- Task: Below are records; please set down exactly the lines from the first through the one containing "order id 0.".

--- Extracted information ---

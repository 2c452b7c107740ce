//! Shared helpers for integration tests.

use std::sync::Once;

use keytable_common::types::{RowKey, SortColumn};
use keytable_core::{CursorPosition, KeyTable, SeekOrigin};
use tracing_subscriber::EnvFilter;

static TRACING: Once = Once::new();

/// Installs a test-friendly tracing subscriber once per process.
///
/// The filter comes from `RUST_LOG`; nothing is printed when it is unset.
pub fn init_tracing() {
    TRACING.call_once(|| {
        let _ = tracing_subscriber::fmt()
            .with_env_filter(EnvFilter::from_default_env())
            .with_test_writer()
            .try_init();
    });
}

/// Builds a row key from an object id, with order id 0.
pub fn key(object_id: u32) -> RowKey {
    RowKey::new(object_id, 0)
}

/// Builds a sort key of ascending string columns.
pub fn string_row(parts: &[&str]) -> Vec<SortColumn> {
    parts.iter().map(|part| SortColumn::string(part)).collect()
}

/// Reads every row in sort order.
///
/// Leaves the cursor before the first row.
pub fn all_rows(table: &KeyTable, include_hidden: bool) -> Vec<RowKey> {
    rewind(table);
    table.query_rows(usize::MAX, false, include_hidden, false)
}

/// Moves the cursor before the first row, hidden rows included.
pub fn rewind(table: &KeyTable) {
    let _ = table.seek(SeekOrigin::Start, 0);
    while table.cursor_position() != CursorPosition::BeforeFirst {
        table.prev();
    }
}

/// Reads the visible rows between two ranks.
pub fn page(table: &KeyTable, start: u32, count: usize) -> Vec<RowKey> {
    let _ = table.seek(SeekOrigin::Start, i64::from(start));
    table.query_rows(count, false, false, false)
}
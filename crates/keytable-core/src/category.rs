//! Category collapse and expand.
//!
//! A category header is a row whose sort key is a strict prefix of its
//! members' keys, so the members sort directly after it. Collapsing hides
//! the members; expanding unhides one nesting level of them.

use std::cmp::Ordering;

use keytable_common::error::{KeyTableError, KeyTableResult};
use keytable_common::types::{RowKey, SortColumn};

use crate::row::NodeId;
use crate::tree::TableInner;

impl TableInner {
    /// Looks up a header row and copies its sort key.
    fn category_start(&self, key: RowKey) -> KeyTableResult<(NodeId, Vec<SortColumn>)> {
        let header = self.lookup(key)?;
        Ok((header, self.arena[header].columns.clone()))
    }

    /// Yields the row at `cur` if it shares the header's prefix.
    fn in_category(&self, prefix: &[SortColumn], cur: Option<NodeId>) -> Option<NodeId> {
        let id = cur.filter(|&id| id != NodeId::SENTINEL)?;
        let matches = self
            .comparator
            .compare_prefix(prefix.len(), prefix, &self.arena[id].columns)
            == Ordering::Equal;
        matches.then_some(id)
    }

    fn set_hidden(&mut self, id: NodeId, hidden: bool) {
        if self.arena[id].hidden != hidden {
            self.arena[id].hidden = hidden;
            self.update_counts(id);
        }
    }

    /// Hides every row after `key` that shares its sort key as a prefix.
    pub(crate) fn hide_from(&mut self, key: RowKey) -> KeyTableResult<Vec<RowKey>> {
        let (header, prefix) = self.category_start(key)?;

        let mut hidden = Vec::new();
        let mut cursor_hidden = false;
        let mut cur = self.step_next(Some(header));
        while let Some(id) = self.in_category(&prefix, cur) {
            self.set_hidden(id, true);
            hidden.push(self.arena[id].key);
            cursor_hidden |= self.cursor == Some(id);
            cur = self.step_next(cur);
        }

        if cursor_hidden {
            while let Some(id) = cur.filter(|&id| self.arena[id].hidden) {
                cur = self.step_next(Some(id));
            }
            self.cursor = cur;
        }

        self.stats.record_hidden(hidden.len());
        tracing::debug!("Collapsed category {} ({} rows)", key, hidden.len());
        Ok(hidden)
    }

    /// Unhides the direct members of the category headed by `key`.
    ///
    /// Direct members have as many columns as the first row after the
    /// header; deeper rows stay hidden.
    pub(crate) fn unhide_from(&mut self, key: RowKey) -> KeyTableResult<Vec<RowKey>> {
        let (header, prefix) = self.category_start(key)?;
        if self.arena[header].hidden {
            return Err(KeyTableError::NotFound { key });
        }

        let mut unhidden = Vec::new();
        let mut cur = self.step_next(Some(header));
        let depth = self
            .in_category(&prefix, cur)
            .map(|id| self.arena[id].columns.len());

        while let Some(id) = self.in_category(&prefix, cur) {
            if Some(self.arena[id].columns.len()) == depth {
                self.set_hidden(id, false);
                unhidden.push(self.arena[id].key);
            }
            cur = self.step_next(cur);
        }

        self.stats.record_unhidden(unhidden.len());
        tracing::debug!("Expanded category {} ({} rows)", key, unhidden.len());
        Ok(unhidden)
    }

    /// Lists `key` followed by every row sharing its sort key as a prefix,
    /// regardless of visibility.
    pub(crate) fn rows_by_prefix(&self, key: RowKey) -> KeyTableResult<Vec<RowKey>> {
        let (header, prefix) = self.category_start(key)?;

        let mut rows = Vec::new();
        let mut cur = Some(header);
        while let Some(id) = self.in_category(&prefix, cur) {
            rows.push(self.arena[id].key);
            cur = self.step_next(cur);
        }
        Ok(rows)
    }
}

---

- Task response:
repository 2c452b7c107740ce
//! Shared helpers for integration tests.

use std::sync::Once;

use keytable_common::types::{RowKey, SortColumn};
use keytable_core::{CursorPosition, KeyTable, SeekOrigin};
use tracing_subscriber::EnvFilter;

static TRACING: Once = Once::new();

/// Installs a test-friendly tracing subscriber once per process.
///
/// The filter comes from `RUST_LOG`; nothing is printed when it is unset.
pub fn init_tracing() {
    TRACING.call_once(|| {
        let _ = tracing_subscriber::fmt()
            .with_env_filter(EnvFilter::from_default_env())
            .with_test_writer()
            .try_init();
    });
}

/// Builds a row key from an object id, with order id 0.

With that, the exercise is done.